Instructions for the task: Working from the top of the records below, reproduce each line exactly, ending once you have written the line containing "it. View mode".

[Dataset entries]
[Start of Attachment]

//! Layout editing of saved messages and drawings on the card.
//!
//! Each item on the card has a [`Placement`]: center in percent, width in
//! pixels and rotation. Gestures begin on an explicit handle of an item the
//! host rendered, update the placement live, and produce a single
//! [`PlacementChange`] on release for the host to persist. Any contributor
//! may rearrange any item; only its author may delete or edit it. View mode
//! locks everything.

#[cfg(test)]
#[path = "arrange_test.rs"]
mod arrange_test;

use cards::{Card, Drawing, ItemId, ItemKind, ItemPatch, Message};

use crate::camera::{Point, Viewport};
use crate::consts::{ARRANGE_MIN_WIDTH, DRAWING_DEFAULT_WIDTH, MESSAGE_DEFAULT_WIDTH};
use crate::transform;

/// Layout of one saved item.
#[derive(Debug, Clone, PartialEq)]
pub struct Placement {
    pub kind: ItemKind,
    pub id: ItemId,
    /// Center x in percent of the card.
    pub x: f64,
    /// Center y in percent of the card.
    pub y: f64,
    pub width: f64,
    pub rotation: f64,
    /// Whether the current user authored the item.
    pub owned: bool,
}

impl Placement {
    #[must_use]
    pub fn from_message(message: &Message, user_id: Option<&str>) -> Self {
        Self {
            kind: ItemKind::Message,
            id: message.id,
            x: message.x,
            y: message.y,
            width: message.width.unwrap_or(MESSAGE_DEFAULT_WIDTH),
            rotation: message.rotation,
            owned: is_author(message.user_id.as_deref(), user_id),
        }
    }

    #[must_use]
    pub fn from_drawing(drawing: &Drawing, user_id: Option<&str>) -> Self {
        Self {
            kind: ItemKind::Drawing,
            id: drawing.id,
            x: drawing.x,
            y: drawing.y,
            width: drawing.width.unwrap_or(DRAWING_DEFAULT_WIDTH),
            rotation: drawing.rotation,
            owned: is_author(drawing.user_id.as_deref(), user_id),
        }
    }

    #[must_use]
    pub fn center(&self) -> Point {
        Point::new(self.x, self.y)
    }

    fn matches(&self, kind: ItemKind, id: ItemId) -> bool {
        self.kind == kind && self.id == id
    }
}

fn is_author(author: Option<&str>, user_id: Option<&str>) -> bool {
    matches!((author, user_id), (Some(a), Some(u)) if a == u)
}

/// Which part of an item a gesture started on.
#[derive(Debug, Clone, Copy, PartialEq, Eq)]
pub enum ArrangeHandle {
    Body,
    Resize,
    Rotate,
}

/// Final layout of an item after a gesture, ready to persist.
#[derive(Debug, Clone, Copy, PartialEq)]
pub struct PlacementChange {
    pub kind: ItemKind,
    pub id: ItemId,
    pub x: f64,
    pub y: f64,
    pub width: f64,
    pub rotation: f64,
}

impl PlacementChange {
    /// Sparse update carrying the new layout.
    #[must_use]
    pub fn to_patch(&self) -> ItemPatch {
        ItemPatch::placement(self.kind, self.x, self.y, self.width, self.rotation)
    }
}

#[derive(Debug, Clone)]
enum Gesture {
    Drag { start: Point, orig: Point },
    Resize { start: Point, orig_width: f64 },
    Rotate { center: Point, start: Point, orig_rotation: f64 },
}

#[derive(Debug, Clone)]
struct Active {
    kind: ItemKind,
    id: ItemId,
    gesture: Gesture,
    /// Placement at gesture start, restored on cancel.
    before: Placement,
}

/// Arrangement state for the card view.
#[derive(Debug, Clone, Default)]
pub struct Arrange {
    items: Vec<Placement>,
    viewport: Viewport,
    view_mode: bool,
    active: Option<Active>,
}

impl Arrange {
    #[must_use]
    pub fn new() -> Self {
        Self::default()
    }

    /// Placements for every message and drawing on `card`.
    #[must_use]
    pub fn from_card(card: &Card, user_id: Option<&str>) -> Self {
        let mut arrange = Self::new();
        arrange.load(card, user_id);
        arrange
    }

    /// Refresh placements from a (possibly revalidated) card. An item under
    /// an active gesture keeps its live placement.
    pub fn load(&mut self, card: &Card, user_id: Option<&str>) {
        let live = self.active.as_ref().and_then(|a| self.get(a.kind, a.id).cloned());
        self.items = card
            .messages
            .iter()
            .map(|m| Placement::from_message(m, user_id))
            .chain(card.drawings.iter().map(|d| Placement::from_drawing(d, user_id)))
            .collect();
        match live {
            Some(live) => {
                if let Some(slot) = self.items.iter_mut().find(|p| p.matches(live.kind, live.id)) {
                    *slot = live;
                } else {
                    self.active = None;
                }
            }
            None => self.active = None,
        }
    }

    pub fn set_viewport(&mut self, viewport: Viewport) {
        self.viewport = viewport;
    }

    /// Lock or unlock the layout. Locking abandons any gesture.
    pub fn set_view_mode(&mut self, view_mode: bool) {
        self.view_mode = view_mode;
        if view_mode {
            self.cancel();
        }
    }

    #[must_use]
    pub fn view_mode(&self) -> bool {
        self.view_mode
    }

    #[must_use]
    pub fn items(&self) -> &[Placement] {
        &self.items
    }

    #[must_use]
    pub fn get(&self, kind: ItemKind, id: ItemId) -> Option<&Placement> {
        self.items.iter().find(|p| p.matches(kind, id))
    }

    /// Whether the item may be dragged, resized or rotated right now.
    #[must_use]
    pub fn can_arrange(&self, kind: ItemKind, id: ItemId) -> bool {
        !self.view_mode && self.get(kind, id).is_some()
    }

    /// Whether the user may delete or re-edit the item right now.
    #[must_use]
    pub fn can_edit(&self, kind: ItemKind, id: ItemId) -> bool {
        !self.view_mode && self.get(kind, id).is_some_and(|p| p.owned)
    }

    #[must_use]
    pub fn is_active(&self) -> bool {
        self.active.is_some()
    }

    /// Start a gesture on an item's handle. `center` is the item's screen
    /// center as rendered; when absent it is derived from the placement.
    /// Returns false when the gesture is refused.
    pub fn begin(
        &mut self,
        kind: ItemKind,
        id: ItemId,
        handle: ArrangeHandle,
        pointer: Point,
        center: Option<Point>,
    ) -> bool {
        if !self.can_arrange(kind, id) {
            return false;
        }
        let Some(placement) = self.get(kind, id).cloned() else {
            return false;
        };
        let gesture = match handle {
            ArrangeHandle::Body => Gesture::Drag { start: pointer, orig: placement.center() },
            ArrangeHandle::Resize => Gesture::Resize { start: pointer, orig_width: placement.width },
            ArrangeHandle::Rotate => Gesture::Rotate {
                center: center.unwrap_or_else(|| self.viewport.percent_to_screen(placement.center())),
                start: pointer,
                orig_rotation: placement.rotation,
            },
        };
        self.active = Some(Active { kind, id, gesture, before: placement });
        true
    }

    /// Follow the pointer. Returns the live placement of the item under the
    /// gesture.
    pub fn update(&mut self, pointer: Point) -> Option<&Placement> {
        let active = self.active.as_ref()?;
        let (kind, id) = (active.kind, active.id);
        let viewport = self.viewport;
        let gesture = active.gesture.clone();
        let slot = self.items.iter_mut().find(|p| p.matches(kind, id))?;
        match gesture {
            Gesture::Drag { start, orig } => {
                let pos = transform::drag(orig, pointer.sub(start), &viewport);
                slot.x = pos.x;
                slot.y = pos.y;
            }
            Gesture::Resize { start, orig_width } => {
                slot.width = transform::resize(orig_width, pointer.x - start.x, ARRANGE_MIN_WIDTH);
            }
            Gesture::Rotate { center, start, orig_rotation } => {
                slot.rotation = transform::rotate(orig_rotation, center, start, pointer);
            }
        }
        Some(&*slot)
    }

    /// Finish the gesture. Returns the change to persist, or `None` when the
    /// item did not move.
    pub fn end(&mut self) -> Option<PlacementChange> {
        let active = self.active.take()?;
        let now = self.get(active.kind, active.id)?;
        if *now == active.before {
            return None;
        }
        Some(PlacementChange {
            kind: now.kind,
            id: now.id,
            x: now.x,
            y: now.y,
            width: now.width,
            rotation: now.rotation,
        })
    }

    /// Abandon the gesture and restore the item's original placement.
    pub fn cancel(&mut self) {
        let Some(active) = self.active.take() else {
            return;
        };
        if let Some(slot) = self.items.iter_mut().find(|p| p.matches(active.kind, active.id)) {
            *slot = active.before;
        }
    }

    /// Drop an item the user is allowed to delete. Returns false when refused
    /// or unknown.
    pub fn remove(&mut self, kind: ItemKind, id: ItemId) -> bool {
        if !self.can_edit(kind, id) {
            return false;
        }
        if self.active.as_ref().is_some_and(|a| a.kind == kind && a.id == id) {
            self.active = None;
        }
        self.items.retain(|p| !p.matches(kind, id));
        true
    }
}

[End of Attachment]

Task solution:
//! Layout editing of saved messages and drawings on the card.
//!
//! Each item on the card has a [`Placement`]: center in percent, width in
//! pixels and rotation. Gestures begin on an explicit handle of an item the
//! host rendered, update the placement live, and produce a single
//! [`PlacementChange`] on release for the host to persist. Any contributor
//! may rearrange any item; only its author may delete or edit it. View mode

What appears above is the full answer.